The Trump administration last month eliminated an Obama-era regulatory initiative that allowed cities to set aside work for local workers on federally funded public works projects.
The move comes at a time when billions of dollars are pouring into the city of Los Angeles and other areas throughout Los Angeles County for publicly and privately funded construction and infrastructure projects – part of what many call a “Golden Age of Construction.”
Thanks to many of the projects that are already in progress, our region is experiencing an economic boom that we have not seen in years. Critical to the overall success of these and future projects is our commitment to ensuring that local workers and businesses can work on and benefit from them.
We have seen housing costs rise in recent years, forcing many lower-paid workers and small-business owners to move out of the area in order to achieve a reasonable quality of life.
We have the power to change this trajectory.
The use of project labor agreements on major construction, transportation and infrastructure projects has been a key factor in creating jobs, and apprenticeship and business opportunities for local residents. PLAs and, sometimes, community benefits agreements, have been important tools for ensuring that local residents and businesses benefit from projects built in their backyards.
Owners and developers of major projects, in partnership with labor groups and local government agencies, have committed to using a majority of union laborers, hiring local residents as workers, and contracting with local small and disadvantaged businesses.
PLAs have been used on most major projects in our city and county due to the advocacy of our local building and construction trades, and support from our local government agencies, elected officials, businesses and advocacy groups.
Well-known examples include the Los Angeles County Metropolitan Transportation Authority’s rail projects, and other initiatives by Los Angeles World Airports and the Port of Long Beach. These projects alone employ thousands of workers and contract with hundreds of businesses.
It’s not just public works, either. Privately funded projects such as Kaiser Permanente facilities, the Los Angeles Stadium at Hollywood Park, the Los Angeles Football Club stadium in Exposition Park and the George Lucas Museum of Narrative Art all utilize PLAs.
We should respond to the Trump administration’s recent move by taking this matter into our own hands as a region, building on the programs and initiatives already in place to create a Southern California regionwide initiative and collaborative that includes partnerships with state, county, and local government agencies; labor unions; businesses; K-12 schools; community colleges; universities; and nonprofit organizations.
These entities could establish a regional approach to creating a pipeline of workers and businesses to access outstanding opportunities instead of competing and working against one another.
A regional blueprint would enable Southern California to establish itself as a model for the rest of the nation in how to effectively create workforce and economic development that empowers local neighborhoods, residents and businesses through construction and infrastructure projects.

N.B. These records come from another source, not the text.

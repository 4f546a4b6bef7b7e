//! Fetching a package by URL, with its detached-signature companion.
//!
//! This is the composition layer over the single-transfer driver: check the
//! file cache first, download the package with resume and trusted renaming,
//! then fetch `<url>.sig` under a hard size cap when the engine's signature
//! policy asks for one. Signature verification itself is someone else's
//! job; this module only places the file next to the package.

use std::path::PathBuf;

use tracing::{debug, warn};

use crate::cache::FileCache;
use crate::engine::{DownloadEngine, SigPolicy};
use crate::error::{Error, Result};
use crate::payload::Payload;
use crate::utils::urls;

/// Hard upper limit for detached signature files.
const SIG_MAX_SIZE: u64 = 16 * 1024;

/// Downloads `url` into the cache, returning the path of the cached file.
///
/// A file already present in the cache is returned as-is without touching
/// the network. On a fresh download the destination name follows server
/// hints (Content-Disposition, effective URL), and a `.sig` companion is
/// fetched according to the engine's [`SigPolicy`].
pub async fn fetch_package_url(
    engine: &DownloadEngine,
    cache: &dyn FileCache,
    url: &str,
) -> Result<PathBuf> {
    let basename = urls::filename_from_url(url);
    if let Some(cached) = cache.find(basename) {
        return Ok(cached);
    }

    let mut payload = Payload::from_url(url)
        .with_resume(true)
        .with_trust_remote_name(true);

    let transfer = match engine.download(&mut payload, cache.cachedir()).await {
        Ok(transfer) => transfer,
        Err(err) => {
            warn!("failed to download {url}");
            return Err(err);
        }
    };
    debug!("successfully downloaded {url}");

    if engine.sig_policy() != SigPolicy::Never {
        let final_url = transfer.effective_url.as_deref().unwrap_or(url);
        let sig_url = format!("{final_url}.sig");

        if cache.find(urls::filename_from_url(&sig_url)).is_none() {
            let errors_ok = engine.sig_policy() == SigPolicy::Optional;
            let mut sig_payload = Payload::from_url(&sig_url)
                .as_signature()
                .with_trust_remote_name(true)
                .with_force(true)
                .with_errors_ok(errors_ok)
                .with_max_size(SIG_MAX_SIZE);

            match engine.download(&mut sig_payload, cache.cachedir()).await {
                Ok(_) => debug!("successfully downloaded {sig_url}"),
                Err(Error::Cancelled) => return Err(Error::Cancelled),
                Err(err) => {
                    if errors_ok {
                        // the missing signature will be noticed at package
                        // load time; only warn here
                        warn!("failed to download {sig_url}");
                    } else {
                        warn!("failed to download {sig_url}");
                        return Err(err);
                    }
                }
            }
        }
    }

    // the file is findable through the cache now that it is published
    let final_file = transfer.final_file.as_deref().unwrap_or(basename);
    cache
        .find(final_file)
        .ok_or_else(|| Error::Retrieve {
            reason: format!("downloaded file {final_file} not found in cache"),
        })
}
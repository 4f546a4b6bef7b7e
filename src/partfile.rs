//! Part-file lifecycle: creation, retry truncation, and atomic publication.
//!
//! In-progress transfers write to `<cache>/<name>.part`; the part file is
//! renamed onto its destination only after the transfer fully succeeds, so a
//! crash or failure never clobbers a published artifact. Payloads without a
//! usable filename write to an exclusive `alpmtmp.XXXXXX` temp instead,
//! which is always discarded on failure (such transfers cannot resume).
//!
//! Files are created with mode `0666 & !umask`, matching what the user's
//! shell would produce.

use std::io::SeekFrom;
use std::path::{Path, PathBuf};

use tokio::fs::{File, OpenOptions};
use tokio::io::AsyncSeekExt;
use tracing::debug;

use crate::error::{Error, Result};
use crate::payload::OpenMode;

/// Mode for files this crate creates: `0666 & !umask`.
#[cfg(unix)]
pub(crate) fn download_mode() -> u32 {
    0o666 & !cached_umask()
}

/// The process umask, read once and cached.
///
/// Reading the umask requires a set-then-restore pair, which is not
/// reentrant; the first call must not race another thread changing the
/// umask. Every later call is a plain load.
#[cfg(unix)]
fn cached_umask() -> u32 {
    use std::sync::OnceLock;

    use nix::sys::stat::{umask, Mode};

    static UMASK: OnceLock<u32> = OnceLock::new();
    *UMASK.get_or_init(|| {
        let prior = umask(Mode::empty());
        umask(prior);
        prior.bits() as u32
    })
}

#[cfg(unix)]
async fn apply_download_mode(path: &Path) -> std::io::Result<()> {
    use std::fs::Permissions;
    use std::os::unix::fs::PermissionsExt;

    tokio::fs::set_permissions(path, Permissions::from_mode(download_mode())).await
}

#[cfg(not(unix))]
async fn apply_download_mode(_path: &Path) -> std::io::Result<()> {
    Ok(())
}

/// Opens (or creates) a named part file in the requested mode.
pub(crate) async fn open_part(path: &Path, mode: OpenMode) -> Result<File> {
    let existed = path.exists();
    let file = match mode {
        OpenMode::Truncate => {
            OpenOptions::new()
                .create(true)
                .write(true)
                .truncate(true)
                .open(path)
                .await?
        }
        OpenMode::Append => {
            OpenOptions::new()
                .create(true)
                .append(true)
                .open(path)
                .await?
        }
    };
    if !existed {
        apply_download_mode(path).await?;
    }
    Ok(file)
}

/// Creates an exclusive, randomly-named temp file in `dir`.
///
/// Used when the URL yields no usable filename; the file persists on disk
/// (it is the published artifact for tempfile-only transfers) and the
/// caller is responsible for unlinking it on failure.
pub(crate) async fn create_anonymous(dir: &Path) -> Result<(File, PathBuf)> {
    let dir = dir.to_path_buf();
    let named = tokio::task::spawn_blocking(move || {
        tempfile::Builder::new()
            .prefix("alpmtmp.")
            .rand_bytes(6)
            .tempfile_in(dir)
    })
    .await
    .map_err(|e| Error::System {
        source: std::io::Error::other(e),
    })??;

    let (file, path) = named.keep().map_err(|e| Error::System { source: e.error })?;
    apply_download_mode(&path).await?;
    Ok((File::from_std(file), path))
}

/// Drops any bytes a failed mirror left behind and rewinds for the retry.
pub(crate) async fn truncate_for_retry(file: &mut File) -> std::io::Result<()> {
    file.set_len(0).await?;
    file.seek(SeekFrom::Start(0)).await?;
    Ok(())
}

/// Applies the server-reported modification time to the local file.
#[cfg(unix)]
pub(crate) fn apply_remote_mtime(path: &Path, mtime: chrono::DateTime<chrono::FixedOffset>) {
    use nix::sys::stat::utimes;
    use nix::sys::time::TimeVal;

    let tv = TimeVal::new(mtime.timestamp() as _, 0);
    if let Err(err) = utimes(path, &tv, &tv) {
        debug!("could not set file times on {}: {err}", path.display());
    }
}

#[cfg(not(unix))]
pub(crate) fn apply_remote_mtime(path: &Path, _mtime: chrono::DateTime<chrono::FixedOffset>) {
    let _ = path;
}

/// Atomically publishes the finished part file onto its destination.
pub(crate) async fn publish(temp: &Path, dest: &Path) -> Result<()> {
    tokio::fs::rename(temp, dest).await?;
    Ok(())
}

/// Removes a temp file, ignoring races with concurrent cleanup.
pub(crate) async fn unlink(path: &Path) {
    if let Err(err) = tokio::fs::remove_file(path).await {
        if err.kind() != std::io::ErrorKind::NotFound {
            debug!("could not remove {}: {err}", path.display());
        }
    }
}

#[cfg(test)]
mod tests {
    use super::*;

    #[tokio::test]
    async fn open_part_truncate_starts_empty() {
        let dir = tempfile::tempdir().unwrap();
        let path = dir.path().join("foo.pkg.part");
        std::fs::write(&path, b"stale").unwrap();

        let file = open_part(&path, OpenMode::Truncate).await.unwrap();
        drop(file);
        assert_eq!(std::fs::metadata(&path).unwrap().len(), 0);
    }

    #[tokio::test]
    async fn open_part_append_preserves_bytes() {
        let dir = tempfile::tempdir().unwrap();
        let path = dir.path().join("foo.pkg.part");
        std::fs::write(&path, b"1234").unwrap();

        let file = open_part(&path, OpenMode::Append).await.unwrap();
        drop(file);
        assert_eq!(std::fs::metadata(&path).unwrap().len(), 4);
    }

    #[tokio::test]
    async fn anonymous_temp_is_created_in_dir() {
        let dir = tempfile::tempdir().unwrap();
        let (file, path) = create_anonymous(dir.path()).await.unwrap();
        drop(file);

        assert!(path.starts_with(dir.path()));
        let name = path.file_name().unwrap().to_string_lossy();
        assert!(name.starts_with("alpmtmp."));
        assert!(path.exists());
    }

    #[tokio::test]
    async fn truncate_for_retry_zeroes_the_file() {
        let dir = tempfile::tempdir().unwrap();
        let path = dir.path().join("foo.part");
        std::fs::write(&path, b"half a mirror's worth").unwrap();

        let mut file = OpenOptions::new().write(true).open(&path).await.unwrap();
        truncate_for_retry(&mut file).await.unwrap();
        drop(file);
        assert_eq!(std::fs::metadata(&path).unwrap().len(), 0);
    }

    #[tokio::test]
    async fn publish_renames_over_destination() {
        let dir = tempfile::tempdir().unwrap();
        let temp = dir.path().join("foo.pkg.part");
        let dest = dir.path().join("foo.pkg");
        std::fs::write(&temp, b"payload").unwrap();

        publish(&temp, &dest).await.unwrap();
        assert!(!temp.exists());
        assert_eq!(std::fs::read(&dest).unwrap(), b"payload");
    }

    #[cfg(unix)]
    #[test]
    fn download_mode_respects_umask() {
        let mode = download_mode();
        assert_eq!(mode & !0o666, 0);
    }
}
/// Closes the part file, applies the server mtime, and renames the temp
/// onto the destination. Returns the basename of the published file.
pub(super) async fn publish_attempt(
    payload: &mut Payload,
    file_slot: &mut Option<File>,
    remote_time: Option<DateTime<FixedOffset>>,
) -> Result<String> {
    let temp = tempfile_path(payload)?;
    if let Some(file) = file_slot.take() {
        drop(file);
    }
    if let Some(mtime) = remote_time {
        partfile::apply_remote_mtime(&temp, mtime);
    }

    let realname = match payload.state.destfile_name.clone() {
        Some(dest) => {
            if let Err(err) = partfile::publish(&temp, &dest).await {
                error!(
                    "could not rename {} to {} ({err})",
                    temp.display(),
                    dest.display()
                );
                return Err(err);
            }
            dest
        }
        None => temp,
    };

    Ok(realname
        .file_name()
        .map(|name| name.to_string_lossy().into_owned())
        .unwrap_or_default())
}

/// Failure cleanup: close the part file, apply any observed mtime, and
/// honor the unlink policy.
pub(super) async fn finalize_failure(
    payload: &mut Payload,
    file_slot: &mut Option<File>,
    remote_time: Option<DateTime<FixedOffset>>,
) {
    let had_file = file_slot.is_some();
    if let Some(file) = file_slot.take() {
        drop(file);
    }
    if let (true, Some(mtime), Some(temp)) =
        (had_file, remote_time, payload.state.tempfile_name.as_deref())
    {
        partfile::apply_remote_mtime(temp, mtime);
    }
    if payload.state.unlink_on_fail {
        if let Some(temp) = payload.state.tempfile_name.clone() {
            partfile::unlink(&temp).await;
        }
    }
}
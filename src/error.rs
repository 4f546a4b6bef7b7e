//! Error handling for the pacfetch library.
//!
//! This module provides centralized error handling for the download engine.
//! The variants mirror the failure categories a transfer can hit: bad mirror
//! configuration, transport failures, retrieval failures reported by the
//! server, local I/O failures, and the two abort categories (size cap and
//! cancellation) that are enforced while a body is streaming.

use std::io;
use thiserror::Error;

/// Errors that can happen while fetching files.
#[derive(Error, Debug)]
pub enum Error {
    /// The payload's mirror list was empty at admission time.
    #[error("no servers configured for download")]
    ServerNone,

    /// The URL could not be parsed, or its host could not be resolved or
    /// connected to.
    #[error("url '{url}' is invalid")]
    ServerBadUrl {
        /// The offending URL.
        url: String,
    },

    /// The server answered but the file could not be retrieved: an HTTP
    /// error status, or a body shorter than the size the server advertised.
    #[error("failed retrieving file: {reason}")]
    Retrieve {
        /// Short description, e.g. the HTTP status line or truncation sizes.
        reason: String,
    },

    /// Any other transport-level failure.
    #[error("transport error")]
    Transport {
        #[from]
        source: reqwest_middleware::Error,
    },

    /// No data arrived on the wire for the low-speed window.
    #[error("download stalled: no data received for {0} seconds")]
    Stalled(u64),

    /// Local I/O failure (open, truncate, rename).
    #[error("I/O error")]
    System {
        #[from]
        source: io::Error,
    },

    /// The transfer would have exceeded the payload's size cap.
    #[error("expected download size exceeded ({limit} bytes)")]
    SizeExceeded {
        /// The configured cap in bytes.
        limit: u64,
    },

    /// The interrupt token was tripped while the transfer was running.
    ///
    /// Never demoted by `errors_ok`: a cancelled batch always tears down.
    #[error("download cancelled")]
    Cancelled,

    /// The user-supplied fetch callback failed on every mirror.
    #[error("external download callback failed")]
    ExternalDownload,
}

impl From<reqwest::Error> for Error {
    fn from(source: reqwest::Error) -> Self {
        Self::Transport {
            source: source.into(),
        }
    }
}

/// Result type alias for operations that can fail with a pacfetch [`Error`].
pub type Result<T> = std::result::Result<T, Error>;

We are in a “perfect storm.” We can produce the next generation of middle-class families and workers in our communities by creating the framework for them to access jobs and business opportunities in the construction and infrastructure industries.
The economy is great.
Let’s work together to ensure every Angeleno can benefit, and create a better life for themselves and their families.
Angela J. Reddock-Wright is founding and managing partner of Reddock Law Group in downtown.